WHAT YOU HAVE TO DO.
Only the lines below starting at the one that contains "pub mod breakout;" and ending at the one that contains "pub const SCORE_STORE_SIZE: usize = 16;" are to be reproduced, exactly and with both ends kept.

SOURCE MATERIAL.
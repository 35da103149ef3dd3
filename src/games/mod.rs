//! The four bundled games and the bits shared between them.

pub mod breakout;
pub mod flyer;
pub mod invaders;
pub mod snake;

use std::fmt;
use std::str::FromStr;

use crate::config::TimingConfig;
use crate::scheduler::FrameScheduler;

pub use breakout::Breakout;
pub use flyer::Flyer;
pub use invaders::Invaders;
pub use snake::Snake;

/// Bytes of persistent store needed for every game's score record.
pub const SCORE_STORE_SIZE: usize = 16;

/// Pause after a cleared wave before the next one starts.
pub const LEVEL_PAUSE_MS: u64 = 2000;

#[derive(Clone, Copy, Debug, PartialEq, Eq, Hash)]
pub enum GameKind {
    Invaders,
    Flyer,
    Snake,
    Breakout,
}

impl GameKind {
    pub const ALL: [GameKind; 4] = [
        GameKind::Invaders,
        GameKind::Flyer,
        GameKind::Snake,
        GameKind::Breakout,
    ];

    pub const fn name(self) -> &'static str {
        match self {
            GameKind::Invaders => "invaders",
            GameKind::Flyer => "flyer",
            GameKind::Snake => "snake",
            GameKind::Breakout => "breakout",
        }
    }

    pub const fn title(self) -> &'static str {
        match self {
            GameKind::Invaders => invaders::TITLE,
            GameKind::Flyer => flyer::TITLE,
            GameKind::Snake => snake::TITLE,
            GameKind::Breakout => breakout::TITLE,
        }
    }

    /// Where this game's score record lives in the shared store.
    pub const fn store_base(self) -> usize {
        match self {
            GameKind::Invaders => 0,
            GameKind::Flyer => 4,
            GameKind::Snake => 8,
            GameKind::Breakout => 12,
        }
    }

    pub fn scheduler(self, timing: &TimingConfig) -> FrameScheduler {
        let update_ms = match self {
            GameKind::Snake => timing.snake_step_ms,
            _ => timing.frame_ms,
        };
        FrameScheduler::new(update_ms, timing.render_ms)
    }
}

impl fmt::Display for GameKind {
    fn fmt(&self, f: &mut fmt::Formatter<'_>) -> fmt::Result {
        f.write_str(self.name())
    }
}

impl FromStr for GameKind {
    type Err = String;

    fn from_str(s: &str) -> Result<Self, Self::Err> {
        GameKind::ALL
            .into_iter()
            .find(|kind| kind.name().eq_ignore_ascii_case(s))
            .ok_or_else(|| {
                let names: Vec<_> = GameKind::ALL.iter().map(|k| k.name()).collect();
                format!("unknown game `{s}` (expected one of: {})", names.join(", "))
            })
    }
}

...

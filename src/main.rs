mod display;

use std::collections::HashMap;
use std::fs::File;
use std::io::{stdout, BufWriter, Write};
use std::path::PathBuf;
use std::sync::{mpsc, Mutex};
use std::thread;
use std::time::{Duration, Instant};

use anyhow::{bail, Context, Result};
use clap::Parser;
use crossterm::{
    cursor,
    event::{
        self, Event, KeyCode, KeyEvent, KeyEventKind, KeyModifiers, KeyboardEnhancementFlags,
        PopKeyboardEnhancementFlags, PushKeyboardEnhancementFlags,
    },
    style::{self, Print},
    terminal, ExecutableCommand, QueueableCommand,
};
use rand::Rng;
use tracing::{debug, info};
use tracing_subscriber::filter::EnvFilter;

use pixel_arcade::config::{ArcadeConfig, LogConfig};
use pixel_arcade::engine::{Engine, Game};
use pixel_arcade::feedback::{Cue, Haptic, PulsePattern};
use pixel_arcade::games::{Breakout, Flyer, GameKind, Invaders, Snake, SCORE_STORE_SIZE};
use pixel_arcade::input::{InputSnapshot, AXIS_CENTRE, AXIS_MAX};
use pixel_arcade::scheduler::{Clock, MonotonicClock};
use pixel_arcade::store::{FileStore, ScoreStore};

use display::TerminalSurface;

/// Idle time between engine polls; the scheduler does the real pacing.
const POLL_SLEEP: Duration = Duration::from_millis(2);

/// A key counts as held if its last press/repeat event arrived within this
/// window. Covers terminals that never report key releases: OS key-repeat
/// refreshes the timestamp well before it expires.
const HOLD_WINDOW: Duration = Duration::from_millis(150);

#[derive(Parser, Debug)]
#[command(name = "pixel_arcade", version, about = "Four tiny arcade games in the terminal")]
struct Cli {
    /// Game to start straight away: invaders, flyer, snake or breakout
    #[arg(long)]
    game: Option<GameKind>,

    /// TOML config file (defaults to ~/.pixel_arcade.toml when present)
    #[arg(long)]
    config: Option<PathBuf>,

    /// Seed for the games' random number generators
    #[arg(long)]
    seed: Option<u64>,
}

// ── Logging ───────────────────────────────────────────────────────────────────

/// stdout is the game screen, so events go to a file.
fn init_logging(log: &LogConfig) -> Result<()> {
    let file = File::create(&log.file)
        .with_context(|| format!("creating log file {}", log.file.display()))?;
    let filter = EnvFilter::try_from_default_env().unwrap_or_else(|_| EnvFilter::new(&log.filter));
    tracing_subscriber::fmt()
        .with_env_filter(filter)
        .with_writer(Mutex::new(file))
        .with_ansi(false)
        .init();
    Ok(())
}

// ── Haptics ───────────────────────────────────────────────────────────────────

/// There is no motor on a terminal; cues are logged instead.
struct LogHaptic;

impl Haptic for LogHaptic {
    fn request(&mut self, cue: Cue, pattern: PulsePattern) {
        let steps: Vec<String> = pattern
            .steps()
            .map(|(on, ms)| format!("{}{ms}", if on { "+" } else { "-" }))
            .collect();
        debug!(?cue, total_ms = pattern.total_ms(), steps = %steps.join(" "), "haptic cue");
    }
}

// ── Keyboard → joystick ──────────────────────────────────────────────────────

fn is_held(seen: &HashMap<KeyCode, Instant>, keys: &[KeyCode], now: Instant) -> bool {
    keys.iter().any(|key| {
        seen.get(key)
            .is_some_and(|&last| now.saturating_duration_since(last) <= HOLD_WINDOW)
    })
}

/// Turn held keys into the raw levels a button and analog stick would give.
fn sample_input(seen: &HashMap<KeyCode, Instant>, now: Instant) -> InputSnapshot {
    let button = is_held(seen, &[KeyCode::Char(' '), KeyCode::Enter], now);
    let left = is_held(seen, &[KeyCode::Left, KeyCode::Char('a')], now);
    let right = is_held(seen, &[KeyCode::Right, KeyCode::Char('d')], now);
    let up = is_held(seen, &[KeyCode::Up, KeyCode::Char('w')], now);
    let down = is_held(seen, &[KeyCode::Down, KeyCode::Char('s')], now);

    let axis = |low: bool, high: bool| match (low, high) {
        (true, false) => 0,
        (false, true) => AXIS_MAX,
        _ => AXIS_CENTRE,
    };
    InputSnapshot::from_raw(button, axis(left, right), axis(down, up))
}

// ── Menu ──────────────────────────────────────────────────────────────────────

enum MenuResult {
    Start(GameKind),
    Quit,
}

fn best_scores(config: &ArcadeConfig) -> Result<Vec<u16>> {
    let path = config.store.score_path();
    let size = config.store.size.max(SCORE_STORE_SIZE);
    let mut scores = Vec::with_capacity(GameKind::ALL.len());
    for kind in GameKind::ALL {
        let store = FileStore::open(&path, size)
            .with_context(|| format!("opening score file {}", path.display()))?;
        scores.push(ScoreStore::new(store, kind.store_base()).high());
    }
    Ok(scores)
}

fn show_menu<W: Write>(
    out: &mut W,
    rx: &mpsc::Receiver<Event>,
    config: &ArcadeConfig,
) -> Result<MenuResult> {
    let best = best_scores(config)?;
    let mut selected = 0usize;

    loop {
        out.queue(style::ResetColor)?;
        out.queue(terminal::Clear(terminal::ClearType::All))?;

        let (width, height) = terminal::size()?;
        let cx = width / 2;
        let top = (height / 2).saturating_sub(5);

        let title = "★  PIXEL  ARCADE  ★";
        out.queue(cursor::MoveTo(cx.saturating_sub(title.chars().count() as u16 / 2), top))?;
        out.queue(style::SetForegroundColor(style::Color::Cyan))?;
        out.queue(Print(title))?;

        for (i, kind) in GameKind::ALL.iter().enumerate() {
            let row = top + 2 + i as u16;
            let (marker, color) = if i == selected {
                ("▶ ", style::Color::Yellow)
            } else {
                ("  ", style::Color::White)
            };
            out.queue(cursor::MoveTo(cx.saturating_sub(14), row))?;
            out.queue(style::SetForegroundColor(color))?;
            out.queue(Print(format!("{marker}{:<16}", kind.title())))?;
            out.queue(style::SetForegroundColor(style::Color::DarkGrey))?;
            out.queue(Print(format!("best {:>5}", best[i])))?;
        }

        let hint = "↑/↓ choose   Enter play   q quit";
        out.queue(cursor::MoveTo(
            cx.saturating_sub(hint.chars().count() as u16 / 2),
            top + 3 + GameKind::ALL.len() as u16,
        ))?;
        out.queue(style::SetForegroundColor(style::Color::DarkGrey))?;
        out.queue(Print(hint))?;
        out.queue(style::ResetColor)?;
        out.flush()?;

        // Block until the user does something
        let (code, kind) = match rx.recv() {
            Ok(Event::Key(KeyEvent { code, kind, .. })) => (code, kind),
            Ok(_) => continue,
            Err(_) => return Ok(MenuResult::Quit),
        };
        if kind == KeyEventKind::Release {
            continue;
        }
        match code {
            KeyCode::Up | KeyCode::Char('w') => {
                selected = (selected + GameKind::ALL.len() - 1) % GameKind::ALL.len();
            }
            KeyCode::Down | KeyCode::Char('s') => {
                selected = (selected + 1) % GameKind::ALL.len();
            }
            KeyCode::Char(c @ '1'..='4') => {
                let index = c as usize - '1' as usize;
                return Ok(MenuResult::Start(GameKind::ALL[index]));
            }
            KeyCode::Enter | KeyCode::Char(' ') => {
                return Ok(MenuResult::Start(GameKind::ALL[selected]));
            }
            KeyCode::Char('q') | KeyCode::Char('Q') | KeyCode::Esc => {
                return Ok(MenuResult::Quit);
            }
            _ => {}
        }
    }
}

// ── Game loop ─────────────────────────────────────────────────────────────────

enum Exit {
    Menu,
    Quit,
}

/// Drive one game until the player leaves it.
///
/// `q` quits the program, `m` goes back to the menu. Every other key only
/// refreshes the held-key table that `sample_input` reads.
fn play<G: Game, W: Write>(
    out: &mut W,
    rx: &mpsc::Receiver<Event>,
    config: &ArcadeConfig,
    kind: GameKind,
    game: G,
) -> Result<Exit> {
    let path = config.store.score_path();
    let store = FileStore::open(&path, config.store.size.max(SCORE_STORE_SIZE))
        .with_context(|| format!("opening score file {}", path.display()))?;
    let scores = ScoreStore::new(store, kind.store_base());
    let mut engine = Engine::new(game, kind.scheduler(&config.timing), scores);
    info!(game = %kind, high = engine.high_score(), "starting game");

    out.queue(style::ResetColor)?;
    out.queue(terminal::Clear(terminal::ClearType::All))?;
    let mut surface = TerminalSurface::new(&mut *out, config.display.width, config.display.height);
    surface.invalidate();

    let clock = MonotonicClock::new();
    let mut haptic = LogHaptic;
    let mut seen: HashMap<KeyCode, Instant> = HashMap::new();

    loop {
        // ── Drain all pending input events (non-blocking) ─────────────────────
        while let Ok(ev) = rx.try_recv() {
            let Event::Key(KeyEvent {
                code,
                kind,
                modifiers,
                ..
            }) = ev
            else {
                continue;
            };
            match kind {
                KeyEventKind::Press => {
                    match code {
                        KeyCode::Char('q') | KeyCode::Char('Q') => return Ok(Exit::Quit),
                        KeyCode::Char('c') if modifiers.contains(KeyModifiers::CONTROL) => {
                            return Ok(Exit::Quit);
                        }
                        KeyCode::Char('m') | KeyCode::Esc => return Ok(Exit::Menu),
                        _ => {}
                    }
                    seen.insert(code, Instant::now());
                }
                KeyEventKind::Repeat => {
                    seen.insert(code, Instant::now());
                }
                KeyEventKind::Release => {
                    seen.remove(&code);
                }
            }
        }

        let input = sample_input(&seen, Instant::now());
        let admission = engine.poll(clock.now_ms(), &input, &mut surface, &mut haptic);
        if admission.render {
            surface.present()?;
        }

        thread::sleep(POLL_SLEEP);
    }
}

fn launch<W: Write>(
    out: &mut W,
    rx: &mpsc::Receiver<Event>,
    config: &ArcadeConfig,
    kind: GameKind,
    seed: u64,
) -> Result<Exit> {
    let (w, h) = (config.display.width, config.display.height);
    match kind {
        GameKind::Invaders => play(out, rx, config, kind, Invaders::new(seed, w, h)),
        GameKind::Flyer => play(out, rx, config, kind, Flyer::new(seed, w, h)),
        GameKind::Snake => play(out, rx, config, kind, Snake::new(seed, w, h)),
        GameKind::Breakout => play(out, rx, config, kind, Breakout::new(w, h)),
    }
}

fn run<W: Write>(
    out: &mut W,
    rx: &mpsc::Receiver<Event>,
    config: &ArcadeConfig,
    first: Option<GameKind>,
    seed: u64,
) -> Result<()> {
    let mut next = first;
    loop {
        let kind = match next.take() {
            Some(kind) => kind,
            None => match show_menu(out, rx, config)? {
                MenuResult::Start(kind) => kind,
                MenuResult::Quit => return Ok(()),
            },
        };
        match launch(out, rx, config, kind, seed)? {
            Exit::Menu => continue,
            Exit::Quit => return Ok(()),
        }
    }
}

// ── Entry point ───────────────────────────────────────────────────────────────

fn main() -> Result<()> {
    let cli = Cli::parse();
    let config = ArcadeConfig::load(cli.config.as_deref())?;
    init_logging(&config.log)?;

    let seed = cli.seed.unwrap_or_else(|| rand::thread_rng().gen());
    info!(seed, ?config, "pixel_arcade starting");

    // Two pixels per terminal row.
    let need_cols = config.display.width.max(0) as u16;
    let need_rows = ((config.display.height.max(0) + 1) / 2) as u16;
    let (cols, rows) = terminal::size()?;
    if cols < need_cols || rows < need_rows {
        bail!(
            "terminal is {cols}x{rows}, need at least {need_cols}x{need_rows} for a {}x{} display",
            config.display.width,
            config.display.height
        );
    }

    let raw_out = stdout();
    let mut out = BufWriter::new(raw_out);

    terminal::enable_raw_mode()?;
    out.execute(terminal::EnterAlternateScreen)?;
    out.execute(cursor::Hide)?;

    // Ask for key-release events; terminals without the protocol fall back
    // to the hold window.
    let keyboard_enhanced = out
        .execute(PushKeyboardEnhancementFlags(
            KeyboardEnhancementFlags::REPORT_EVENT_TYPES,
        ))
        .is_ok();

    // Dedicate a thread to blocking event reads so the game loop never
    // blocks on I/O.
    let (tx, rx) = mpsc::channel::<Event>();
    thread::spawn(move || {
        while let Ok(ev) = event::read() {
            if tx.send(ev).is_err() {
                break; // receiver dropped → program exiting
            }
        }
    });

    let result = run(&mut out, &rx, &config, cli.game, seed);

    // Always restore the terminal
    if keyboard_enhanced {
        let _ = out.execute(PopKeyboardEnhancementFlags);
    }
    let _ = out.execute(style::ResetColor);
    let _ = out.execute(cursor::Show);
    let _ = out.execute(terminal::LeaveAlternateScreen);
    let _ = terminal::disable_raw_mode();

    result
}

EXERCISE SOLUTION.
pub mod breakout;
pub mod flyer;
pub mod invaders;
pub mod snake;

use std::fmt;
use std::str::FromStr;

use crate::config::TimingConfig;
use crate::scheduler::FrameScheduler;

pub use breakout::Breakout;
pub use flyer::Flyer;
pub use invaders::Invaders;
pub use snake::Snake;

/// Bytes of persistent store needed for every game's score record.
pub const SCORE_STORE_SIZE: usize = 16;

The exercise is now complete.